Particularly useful in producing a narrow bandwidth is a source that can also produce a single monochromatic frequency. In this case, the bandwidth is limited by the frequency stability of the source, the length of time the source is active, or the length of time that can be considered as a single “shot point,” given the wavelengths of the signal and the speed of motion of the source relative to the acquisition grid. Acquisition with a monochromatic controlled-frequency source in this manner is “humming acquisition” and a source operated in this way a “humming source”.

If the sources were unlimited in strength, one could simply use a source loud enough to overcome the noise background. One could then use conventional broadband processing/inversion/imaging techniques for low frequencies just as is already done for higher frequencies where the Earth's noise background is not so challenging. In practice the size and power of our sources are limited by practical, technical, and environmental considerations. As a result, conventional processing has had limited success at low frequencies. Nevertheless, it is still desirable to use sources that are “as broadband as practicable”.

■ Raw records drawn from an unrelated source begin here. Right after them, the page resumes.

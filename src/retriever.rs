// Copyright (c) Microsoft Corporation.
// Licensed under the MIT License.

use crate::claw::claw;
use crate::diagnostics::{DiagnosticEvent, Diagnostics, EventKind};
use crate::logger::{LogLevel, LogSink};
use crate::options::RetrieverOptions;
use crate::path::{describe, AsPath, BracketRewrite};
use crate::resolve::{exists, resolve, AccessResult};
use crate::value::Value;

/// Defaulted accessors plus the diagnostics they report to.
///
/// Accessors never fail. `get` and `has` are silent; `need` reports
/// missing data and type mismatches to the configured sink.
#[derive(Debug, Default)]
pub struct Retriever {
    options: RetrieverOptions,
    diagnostics: Diagnostics,
}

impl Retriever {
    pub fn new() -> Self {
        Self::default()
    }

    pub fn with_options(options: RetrieverOptions) -> Self {
        let mut diagnostics = Diagnostics::new();
        diagnostics.set_level(options.level);
        Self {
            options,
            diagnostics,
        }
    }

    pub fn options(&self) -> &RetrieverOptions {
        &self.options
    }

    pub fn diagnostics(&self) -> &Diagnostics {
        &self.diagnostics
    }

    /// Forward every event to `sink` immediately. `None` disables diagnostics.
    pub fn set_logger(&mut self, sink: Option<LogSink>) {
        self.diagnostics.set_logger(sink);
    }

    /// Start a buffered session on `sink`. `None` disables diagnostics.
    pub fn start_logging(&mut self, sink: Option<LogSink>) {
        self.diagnostics.start_logging(sink);
    }

    /// Emit the session summary and log, then disable diagnostics.
    pub fn end_logging(&mut self) {
        self.diagnostics.end_logging();
    }

    /// Emit the session summary (and the log unless `summary_only`) and
    /// start counting afresh.
    pub fn flush_logs(&mut self, summary_only: bool) {
        self.diagnostics.flush_logs(summary_only);
    }

    /// Value at `path`, or the effective default. Never reports.
    pub fn get(&self, root: &Value, path: impl AsPath, default: Option<&Value>) -> Value {
        let path = path.to_path(self.options.brackets);
        resolve(claw(root, &path), default).value
    }

    /// Like [`Retriever::get`], reporting events when `warn` is set.
    pub fn get_with(
        &mut self,
        root: &Value,
        path: impl AsPath,
        default: Option<&Value>,
        warn: bool,
    ) -> Value {
        self.access(root, path, default, warn).value
    }

    /// Value at `path`, or the effective default. Reports events.
    pub fn need(&mut self, root: &Value, path: impl AsPath, default: Option<&Value>) -> Value {
        self.access(root, path, default, true).value
    }

    /// Like [`Retriever::need`] with an explicit severity for this call.
    ///
    /// The severity only applies to immediate sinks. Inside a session, lines
    /// are buffered and flushed at the retriever's configured level.
    pub fn need_at(
        &mut self,
        root: &Value,
        path: impl AsPath,
        default: Option<&Value>,
        level: LogLevel,
    ) -> Value {
        self.access_at(root, path, default, Some(level)).value
    }

    /// Full outcome of one lookup.
    pub fn access(
        &mut self,
        root: &Value,
        path: impl AsPath,
        default: Option<&Value>,
        warn: bool,
    ) -> AccessResult {
        let level = warn.then_some(self.options.level);
        self.access_at(root, path, default, level)
    }

    fn access_at(
        &mut self,
        root: &Value,
        path: impl AsPath,
        default: Option<&Value>,
        level: Option<LogLevel>,
    ) -> AccessResult {
        let keys = path.to_path(self.options.brackets);
        let result = resolve(claw(root, &keys), default);

        if let (Some(kind), Some(level)) = (result.event, level) {
            if self.diagnostics.is_enabled() {
                let event =
                    DiagnosticEvent::new(kind, &describe(&path, &keys), &result.value);
                self.diagnostics.record(&event, level);
            }
        }
        result
    }

    /// Whether `path` resolves to something other than `null`. Never reports.
    pub fn has(&self, root: &Value, path: impl AsPath) -> bool {
        let path = path.to_path(self.options.brackets);
        exists(claw(root, &path))
    }

    /// Like [`Retriever::has`], reporting missing data when `warn` is set.
    pub fn has_with(&mut self, root: &Value, path: impl AsPath, warn: bool) -> bool {
        let keys = path.to_path(self.options.brackets);
        let found = exists(claw(root, &keys));

        if !found && warn && self.diagnostics.is_enabled() {
            let event = DiagnosticEvent::new(
                EventKind::DataMissing,
                &describe(&path, &keys),
                &Value::Bool(false),
            );
            self.diagnostics.record(&event, self.options.level);
        }
        found
    }
}

/// Value at `path` in `root`, or the effective default.
pub fn get(root: &Value, path: impl AsPath, default: Option<&Value>) -> Value {
    let path = path.to_path(BracketRewrite::All);
    resolve(claw(root, &path), default).value
}

/// Whether `path` resolves to something other than `null` in `root`.
pub fn has(root: &Value, path: impl AsPath) -> bool {
    let path = path.to_path(BracketRewrite::All);
    exists(claw(root, &path))
}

With data of sufficiently low frequencies and signal-to-noise, one technique well known to those in the art for constructing a subsurface attribute model is full-waveform inversion (“FWI”). Typically, FWI begins at low frequencies (as low as possible) and then adds higher and higher frequencies. The subsurface attribute model thereby slowly comes into focus with progressively finer features being added as the rounds of inversion continue. The subsurface attribute model output by each stage of the process then becomes the starting model for the next stage. See L. Sirgue & R. G. Pratt, “Efficient Waveform Inversion and Imaging: A Strategy for Selecting Temporal Frequencies”, 69 Geophysics 231 (2004) (“Sirgue & Pratt (2004)”).

The presently disclosed technique provides two stages of a three-stage process for generating an improved seismic subsurface attribute model. A first stage uses humming acquisition at the lowest frequencies, where the signal-to-noise challenge is greatest. The technique then transitions to narrowband acquisition at somewhat higher (but still low) frequencies, taking advantage of the increasing signal-to-noise to allow an increased (but still narrowband) source bandwidth. Finally, at higher frequencies, where the signal-to-noise ratio of the data is no longer limiting, we transition to conventional broadband acquisition and processing, as is well known in the art. This third stage corresponds to current practice and will not be discussed further.

Reference will now be made in detail to the exemplary embodiments of the subject matter claimed below, examples of which are illustrated in the accompanying drawings. Wherever possible, the same reference numbers will be used throughout the drawings to refer to the same or like parts.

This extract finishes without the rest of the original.